В нашу гимназию однажды поступил новичок. Он был сыном состоятельной вдовы, поселившейся в нашем городе, и носил на рукаве траурную повязку. Он учился в старшем, чем мой, классе, да и был на несколько старше, но и я, как все, заметил его. Этот примечательный ученик, казалось, был гораздо старше, чем выглядел, ни на кого он не производил впечатления мальчика. Среди нас, ребячливых школьников, он двигался отчужденно и свободно, как мужчина, вернее, как господин. Особой любовью он не пользовался, он не участвовал в играх, а тем более в драках, однако его уверенный и решительный тон в обращении с учителями нравился всем. Звали его Макс Демиан.
Я стараюсь восстановить его образ и, припоминая, вижу, что он все-таки присутствовал и что я замечал его. Вижу, как он идет в школу, один или среди других старшеклассников, вижу, как он отчужденно, одиноко и тихо, словно небесное тело, движется среди них, окруженный собственным воздухом, живущий по каким-то своим законам.

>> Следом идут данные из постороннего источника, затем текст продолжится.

//! JSON text ↔ [`Tree`].
//!
//! Parsing never consults converters; the decoder applies them later. When
//! rendering, a scalar whose runtime type has a text encoder is rendered from
//! the encoder's output instead, and that output is not encoded again.
use serde_json::{Map, Number, Value};

use crate::convert::Converters;
use crate::error::TextFormatError;
use crate::scalar::Scalar;
use crate::tree::Tree;

// -------------------------------- Parse ----------------------------------- //

/// Parse JSON text, reporting the JSON path of the first error.
pub fn parse(text: &str) -> Result<Tree, TextFormatError> {
    let mut de = serde_json::Deserializer::from_str(text);
    let value = deserialize_with_path(&mut de)?;
    de.end()?;
    Ok(Tree::from(value))
}

fn deserialize_with_path<'de, R>(de: &mut serde_json::Deserializer<R>) -> Result<Value, TextFormatError>
where
    R: serde_json::de::Read<'de>,
{
    serde_path_to_error::deserialize(de).map_err(|err| TextFormatError::Syntax {
        path: err.path().to_string(),
        message: err.into_inner().to_string(),
    })
}

impl From<Value> for Tree {
    fn from(value: Value) -> Self {
        match value {
            Value::Null => Tree::Null,
            Value::Bool(b) => Tree::from(b),
            Value::Number(n) => match (n.as_i64(), n.as_u64()) {
                (Some(i), _) => Tree::from(i),
                (None, Some(u)) => Tree::Scalar(Scalar::UInt(u)),
                (None, None) => Tree::from(n.as_f64().unwrap_or(f64::NAN)),
            },
            Value::String(s) => Tree::from(s),
            Value::Array(xs) => Tree::Seq(xs.into_iter().map(Tree::from).collect()),
            Value::Object(m) => Tree::Map(m.into_iter().map(|(k, v)| (k, Tree::from(v))).collect()),
        }
    }
}

// -------------------------------- Render ---------------------------------- //

pub fn render(tree: &Tree, converters: &Converters) -> Result<String, TextFormatError> {
    Ok(serde_json::to_string(&to_json(tree, Some(converters))?)?)
}

pub fn render_pretty(tree: &Tree, converters: &Converters) -> Result<String, TextFormatError> {
    Ok(serde_json::to_string_pretty(&to_json(tree, Some(converters))?)?)
}

/// Convert to a JSON value. `converters` is `None` inside a text encoder's
/// output.
pub fn to_json(tree: &Tree, converters: Option<&Converters>) -> Result<Value, TextFormatError> {
    Ok(match tree {
        Tree::Null => Value::Null,
        Tree::Scalar(s) => scalar_to_json(s, converters)?,
        Tree::Seq(xs) => Value::Array(
            xs.iter()
                .map(|x| to_json(x, converters))
                .collect::<Result<_, _>>()?,
        ),
        Tree::Map(m) => Value::Object(
            m.iter()
                .map(|(k, v)| Ok((k.clone(), to_json(v, converters)?)))
                .collect::<Result<Map<_, _>, TextFormatError>>()?,
        ),
    })
}

fn scalar_to_json(scalar: &Scalar, converters: Option<&Converters>) -> Result<Value, TextFormatError> {
    if let Some(encode) = converters.and_then(|c| c.text_encoder_for(scalar.runtime_type())) {
        let encoded = encode(scalar).map_err(|source| TextFormatError::Encoder {
            type_name: scalar.type_name(),
            source,
        })?;
        return to_json(&encoded, None);
    }
    match scalar {
        Scalar::Bool(b) => Ok(Value::Bool(*b)),
        Scalar::Int(i) => Ok(Value::from(*i)),
        Scalar::UInt(u) => Ok(Value::from(*u)),
        Scalar::Float(f) => Number::from_f64(f.0)
            .map(Value::Number)
            .ok_or(TextFormatError::NonFiniteFloat(f.0)),
        Scalar::Str(s) => Ok(Value::String(s.clone())),
        Scalar::Opaque(o) => Err(TextFormatError::Unrenderable(o.type_name())),
    }
}
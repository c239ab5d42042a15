//! Record types: structs with a fixed, ordered set of named, typed fields.
//!
//! [`Reflect`] is the object-safe view the encoder walks; [`Record`] is the
//! static side the schema builder and decoder need. The [`record!`] macro
//! writes both for a plain struct declaration.
//!
//! ```
//! use record_coder::record;
//!
//! record! {
//!     #[derive(Debug, Clone, PartialEq)]
//!     pub struct Person {
//!         pub name: String,
//!         pub age: u32,
//!         pub friend: Option<Box<Person>> = None,
//!     }
//! }
//! ```
use std::any::{Any, TypeId};
use std::fmt;

use indexmap::IndexMap;

use crate::error::ConstructError;
use crate::types::TypeRef;
use crate::value::{Dynamic, FieldType, FieldValue};

// ------------------------------- Traits ----------------------------------- //

pub trait Reflect: Any + Send + Sync {
    fn record_name(&self) -> &'static str;

    /// Current value of the named field; `None` if the record has no such field.
    fn field(&self, name: &str) -> Option<FieldValue<'_>>;

    fn as_any(&self) -> &dyn Any;

    fn into_any(self: Box<Self>) -> Box<dyn Any>;
}

pub trait Record: Reflect + Sized {
    const NAME: &'static str;

    /// Field declarations, in declaration order.
    fn fields() -> Vec<FieldDecl>;

    /// Build an instance from the populated fields. Fields missing from
    /// `fields` take the record's own default.
    fn construct(fields: Fields) -> Result<Self, ConstructError>;
}

/// Identity of a record instance within one object graph.
///
/// The address alone is not enough: a record and its first inline field can
/// share an address.
pub(crate) fn identity(record: &dyn Reflect) -> (usize, TypeId) {
    let addr = std::ptr::from_ref(record).cast::<()>() as usize;
    (addr, Any::type_id(record.as_any()))
}

// ------------------------------ RecordType -------------------------------- //

type ConstructFn = fn(Fields) -> Result<Box<dyn Reflect>, ConstructError>;

/// Runtime handle on a record type. Equality is by type identity.
#[derive(Clone, Copy)]
pub struct RecordType {
    name: &'static str,
    id: TypeId,
    fields: fn() -> Vec<FieldDecl>,
    construct: ConstructFn,
}

impl RecordType {
    pub fn of<R: Record>() -> Self {
        Self {
            name: R::NAME,
            id: TypeId::of::<R>(),
            fields: R::fields,
            construct: construct_boxed::<R>,
        }
    }

    pub fn name(&self) -> &'static str {
        self.name
    }

    pub fn id(&self) -> TypeId {
        self.id
    }

    pub fn declared_fields(&self) -> Vec<FieldDecl> {
        (self.fields)()
    }

    pub fn construct(&self, fields: Fields) -> Result<Box<dyn Reflect>, ConstructError> {
        (self.construct)(fields)
    }
}

fn construct_boxed<R: Record>(fields: Fields) -> Result<Box<dyn Reflect>, ConstructError> {
    R::construct(fields).map(|r| Box::new(r) as Box<dyn Reflect>)
}

impl PartialEq for RecordType {
    fn eq(&self, other: &Self) -> bool {
        self.id == other.id
    }
}

impl Eq for RecordType {}

impl fmt::Debug for RecordType {
    fn fmt(&self, f: &mut fmt::Formatter<'_>) -> fmt::Result {
        write!(f, "RecordType({})", self.name)
    }
}

#[derive(Clone, Debug)]
pub struct FieldDecl {
    pub name: &'static str,
    pub ty: TypeRef,
}

impl FieldDecl {
    pub fn new(name: &'static str, ty: TypeRef) -> Self {
        Self { name, ty }
    }
}

// -------------------------------- Fields ---------------------------------- //

/// Decoded field values handed to [`Record::construct`]. Only fields that
/// were actually populated are present.
#[derive(Debug)]
pub struct Fields {
    record: &'static str,
    values: IndexMap<&'static str, Dynamic>,
}

impl Fields {
    pub fn new(record: &'static str) -> Self {
        Self { record, values: IndexMap::new() }
    }

    pub fn record(&self) -> &'static str {
        self.record
    }

    pub fn insert(&mut self, name: &'static str, value: Dynamic) {
        self.values.insert(name, value);
    }

    pub fn contains(&self, name: &str) -> bool {
        self.values.contains_key(name)
    }

    pub fn len(&self) -> usize {
        self.values.len()
    }

    pub fn is_empty(&self) -> bool {
        self.values.is_empty()
    }

    /// Take a field; when it was not populated, fall back to the type's
    /// natural absence (`None` for options) or fail with `MissingField`.
    pub fn take<T: FieldType>(&mut self, name: &'static str) -> Result<T, ConstructError> {
        match self.values.shift_remove(name) {
            Some(value) => T::from_dynamic(value).map_err(|e| e.in_field(name)),
            None => T::absent().ok_or(ConstructError::MissingField {
                record: self.record,
                field: name,
            }),
        }
    }

    pub fn take_or_else<T: FieldType>(
        &mut self,
        name: &'static str,
        default: impl FnOnce() -> T,
    ) -> Result<T, ConstructError> {
        match self.values.shift_remove(name) {
            Some(value) => T::from_dynamic(value).map_err(|e| e.in_field(name)),
            None => Ok(default()),
        }
    }
}

// -------------------------------- Macro ----------------------------------- //

/// Declare a struct and implement [`Reflect`], [`Record`] and
/// [`FieldType`](crate::value::FieldType) for it.
///
/// A field may carry a default (`name: Ty = expr`), used when the field is
/// absent from decoded input.
#[macro_export]
macro_rules! record {
    (
        $(#[$meta:meta])*
        $vis:vis struct $name:ident {
            $(
                $(#[$fmeta:meta])*
                $fvis:vis $field:ident : $fty:ty $(= $default:expr)?
            ),* $(,)?
        }
    ) => {
        $(#[$meta])*
        $vis struct $name {
            $( $(#[$fmeta])* $fvis $field: $fty, )*
        }

        impl $crate::record::Reflect for $name {
            fn record_name(&self) -> &'static str {
                <Self as $crate::record::Record>::NAME
            }

            fn field(&self, name: &str) -> ::std::option::Option<$crate::value::FieldValue<'_>> {
                match name {
                    $( stringify!($field) => ::std::option::Option::Some(
                        $crate::value::FieldType::to_value(&self.$field)
                    ), )*
                    _ => ::std::option::Option::None,
                }
            }

            fn as_any(&self) -> &dyn ::std::any::Any {
                self
            }

            fn into_any(self: ::std::boxed::Box<Self>) -> ::std::boxed::Box<dyn ::std::any::Any> {
                self
            }
        }

        impl $crate::record::Record for $name {
            const NAME: &'static str = stringify!($name);

            fn fields() -> ::std::vec::Vec<$crate::record::FieldDecl> {
                ::std::vec![
                    $( $crate::record::FieldDecl::new(
                        stringify!($field),
                        <$fty as $crate::value::FieldType>::declared(),
                    ), )*
                ]
            }

            #[allow(unused_mut, unused_variables)]
            fn construct(
                mut fields: $crate::record::Fields,
            ) -> ::std::result::Result<Self, $crate::error::ConstructError> {
                ::std::result::Result::Ok(Self {
                    $( $field: $crate::__take_field!(fields, $field, $fty $(, $default)?), )*
                })
            }
        }

        impl $crate::value::FieldType for $name {
            fn declared() -> $crate::types::TypeRef {
                $crate::types::TypeRef::record::<Self>()
            }

            fn to_value(&self) -> $crate::value::FieldValue<'_> {
                $crate::value::FieldValue::Record($crate::value::RecordRef::Borrowed(self))
            }

            fn from_dynamic(
                value: $crate::value::Dynamic,
            ) -> ::std::result::Result<Self, $crate::error::ConstructError> {
                value.into_record::<Self>()
            }
        }
    };
}

#[doc(hidden)]
#[macro_export]
macro_rules! __take_field {
    ($fields:ident, $field:ident, $fty:ty) => {
        $fields.take::<$fty>(stringify!($field))?
    };
    ($fields:ident, $field:ident, $fty:ty, $default:expr) => {
        $fields.take_or_else::<$fty>(stringify!($field), || $default)?
    };
}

Я видел лицо Демиана, не только видел, что это лицо не мальчика, но видел, что это лицо мужчины; я видел еще больше, я, казалось мне, видел или чувствовал, что это и не лицо мужчины, а еще что-то другое. Было в нем что-то женское, а главное, на миг это лицо показалось мне не мужским или детским, не старым или молодым, а каким-то тысячелетним, каким-то вневременным, отчеканенным иными временами, чем наши. Так могли выглядеть животные, или деревья, или звезды – я этого не знал, я ощущал не совсем то, что говорю об этом сейчас, будучи взрослым, но что-то подобное. Возможно, он был красив, возможно, нравился мне, а может быть, и был мне противен, это тоже решить нельзя было. Я видел только: он был иным, чем мы, он был как животное, или как дух, или как изображение, не знаю, каков он был, но был иным, немыслимо другим, чем мы все.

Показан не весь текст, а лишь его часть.